The principal investigator has chosen an important health care problem to address, one that has not been seriously impacted by stem cell biology--deterioration of kidney function that leads to kidney failure. If stem cells of any type could home to the kidney and replace or augment the function of the injured or dysfunctional cells, kidney failure might be potentially slowed, thus improving the lives of many patients and saving billions of dollars in health care costs. The use of AFSCs as opposed to embryonic stem cells has several potential advantages, since AFSCs do not rely on embryonic sources for isolation, and are considered less likely to generate teratomas. Thus, the development candidate(s) could address an unmet medical need and potentially have significant impact. However, a lack of consideration of issues of immunogenicity relating to the use of allogeneic stem cells limits the potential of this approach, and reviewers were surprised that extensive discussion of this issue was missing from the application.

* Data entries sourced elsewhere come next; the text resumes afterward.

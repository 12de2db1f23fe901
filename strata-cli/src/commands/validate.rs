//! `strata validate` - ledger sanity check.

use std::path::Path;

use crate::commands;
use crate::error::CliResult;
use crate::output;

/// Run the validate command
pub async fn run(db: &Path) -> CliResult<()> {
    let engine = commands::engine(db).await?;
    let count = engine.validate().await?;

    output::success(&format!(
        "Ledger is valid ({} change set(s) recorded)",
        count
    ));
    Ok(())
}
//! CLI error types and result alias.

use miette::Diagnostic;
use thiserror::Error;

use strata_changelog::ChangelogError;
use strata_migrate::MigrationError;

/// Result type alias for CLI operations
pub type CliResult<T> = Result<T, CliError>;

/// CLI error types
#[derive(Error, Debug, Diagnostic)]
pub enum CliError {
    /// IO error
    #[error("IO error: {0}")]
    #[diagnostic(code(strata::io))]
    Io(#[from] std::io::Error),

    /// Changelog document error
    #[error("Changelog error: {0}")]
    #[diagnostic(code(strata::changelog))]
    Changelog(#[from] ChangelogError),

    /// Migration engine error
    #[error("Migration error: {0}")]
    #[diagnostic(code(strata::migration))]
    Migration(#[from] MigrationError),

    /// Command-level error
    #[error("{0}")]
    #[diagnostic(code(strata::command))]
    Command(String),
}
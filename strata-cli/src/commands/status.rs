//! `strata status` - show applied change sets.

use std::path::Path;

use crate::commands;
use crate::error::CliResult;
use crate::output;

/// Run the status command
pub async fn run(db: &Path) -> CliResult<()> {
    output::header("Status");
    output::kv("Database", &db.display().to_string());
    output::newline();

    let engine = commands::engine(db).await?;
    let entries = engine.status().await?;

    if entries.is_empty() {
        output::info("No change sets have been applied.");
        return Ok(());
    }

    let rows: Vec<Vec<String>> = entries
        .iter()
        .map(|e| {
            vec![
                e.execution_order.to_string(),
                e.id.clone(),
                e.author.clone(),
                e.executed_at.format("%Y-%m-%d %H:%M:%S").to_string(),
                e.description.clone(),
                e.tag.clone().unwrap_or_default(),
            ]
        })
        .collect();

    output::table(
        &["ORDER", "ID", "AUTHOR", "EXECUTED AT", "DESCRIPTION", "TAG"],
        &rows,
    );

    output::newline();
    output::dim(&format!("{} change set(s) applied", entries.len()));
    Ok(())
}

There was no consideration of the fact that human AFSC’s or AFKPCs from allogeneic donors have potential to elicit an immune response, especially upon differentiation into renal lineage cells. The preliminary data were obtained in either syngeneic models or immunodeficient mice, although little detail was provided.

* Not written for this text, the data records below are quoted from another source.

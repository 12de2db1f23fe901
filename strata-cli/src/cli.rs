//! CLI argument definitions using clap.

use clap::{Args, Parser, Subcommand};
use std::path::PathBuf;

/// Strata - changelog-driven schema migrations
#[derive(Parser, Debug)]
#[command(name = "strata")]
#[command(version)]
#[command(about = "Strata - changelog-driven schema migrations", long_about = None)]
#[command(propagate_version = true)]
pub struct Cli {
    /// Path to the target database file
    #[arg(long, global = true, env = "STRATA_DB", default_value = "strata.db")]
    pub db: PathBuf,

    /// Subcommand to execute
    #[command(subcommand)]
    pub command: Command,
}

/// Available CLI commands
#[derive(Subcommand, Debug)]
pub enum Command {
    /// Apply all pending change sets from a changelog
    Update(UpdateArgs),

    /// Roll back the most recently applied change sets
    Rollback(RollbackArgs),

    /// Show applied change sets
    Status,

    /// Show detailed ledger history, most recent first
    History,

    /// Tag the most recently applied change set
    Tag(TagArgs),

    /// Check that the ledger is reachable and well-formed
    Validate,

    /// Wipe the ledger (dangerous: schema objects are left in place)
    Clear(ClearArgs),

    /// Write a sample changelog file
    Generate(GenerateArgs),
}

/// Arguments for the `update` command
#[derive(Args, Debug)]
pub struct UpdateArgs {
    /// Path to the changelog document (.yaml, .yml, or .json)
    pub changelog: PathBuf,
}

/// Arguments for the `rollback` command
#[derive(Args, Debug)]
pub struct RollbackArgs {
    /// Path to the changelog document (.yaml, .yml, or .json)
    pub changelog: PathBuf,

    /// How many change sets to roll back
    #[arg(short = 'n', long, default_value_t = 1)]
    pub count: usize,
}

/// Arguments for the `tag` command
#[derive(Args, Debug)]
pub struct TagArgs {
    /// Tag name to record on the latest ledger entry
    pub name: String,
}

/// Arguments for the `clear` command
#[derive(Args, Debug)]
pub struct ClearArgs {
    /// Skip the confirmation prompt
    #[arg(short, long)]
    pub yes: bool,
}

/// Arguments for the `generate` command
#[derive(Args, Debug)]
pub struct GenerateArgs {
    /// Where to write the sample changelog
    #[arg(default_value = "changelog.yaml")]
    pub filename: PathBuf,

    /// Overwrite an existing file
    #[arg(short, long)]
    pub force: bool,
}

In Alport’s syndrome, podocytes (part of the glomerular filtration apparatus) fail to make the appropriate collagen IV network, which leads to glomerular injury, decreased renal perfusion, and kidney failure. If the defective podocytes could be replaced with genetically normal cells, they may synthesize the correct collagen IV network, leading to a halt in disease progression. One reviewer stated that the dependence of Aim 2 on Aim 1’s success was a drawback, as the applicant acknowledges that Aim 1 may consume considerable amounts of time and that alternative approaches may be required as the applicant works through the disease model. In short, reviewers felt there was a disproportionate reliance in the proposed work on the mouse model. Although there were good preliminary data to suggest the model would be useful, reviewers were concerned that potential pitfalls and alternatives to the mouse work were not adequately addressed. In addition, there was a lack of detail for reviewers in the description of purification of the bone marrow stem cells, which is the control cell population. Finally, one reviewer felt that interpretation of some figures in the proposal was unconvincing and not clearly aligned with the hypothesis. In addition, reviewers interpreted the data as showing only few AFSCs in the glomeruli of treated animals, which may suggest that regenerative processes may be insufficient to restore sufficient collagen to address functional glomerular rescue.
The principal applicant is an internationally recognized researcher with an outstanding publication and funding track record. The assembled team of investigators is outstanding, and covers expertise in kidney physiology and in isolation and handling of human stem cells. Thus, the expertise is in place to carry out these studies, with the exception of immunology where the team lacks domain expertise. The budget proposed by the principal applicant is extremely high for the work proposed. The amount of work is no more than proposed in a typical R01, as a benchmark. Inflated FTEs, travel ($5000 per year for each individual paid from the grant), mouse, microarray charges, etc. appeared inflated. Given the risky nature of the work and the lack of consideration to important immunologic issues, a more modest budget is appropriate especially for the first two years of proposed work.
In summary, this application focuses on creation of a development candidate to address Alport Syndrome as a model kidney disease, using stem cells from the amniotic fluid and kidney progenitor cells from the amniotic fluid as therapies. Although the reviewers praised the rationale and the enormous need for new approaches to end-stage renal disease, this application had several issues that detracted from its appeal, most importantly the lack of sufficient consideration of thorny immunological issues. Enthusiasm for the proposal was also dampened by vague and unconvincing presentation of some preliminary data, and major concerns over construction of the budget.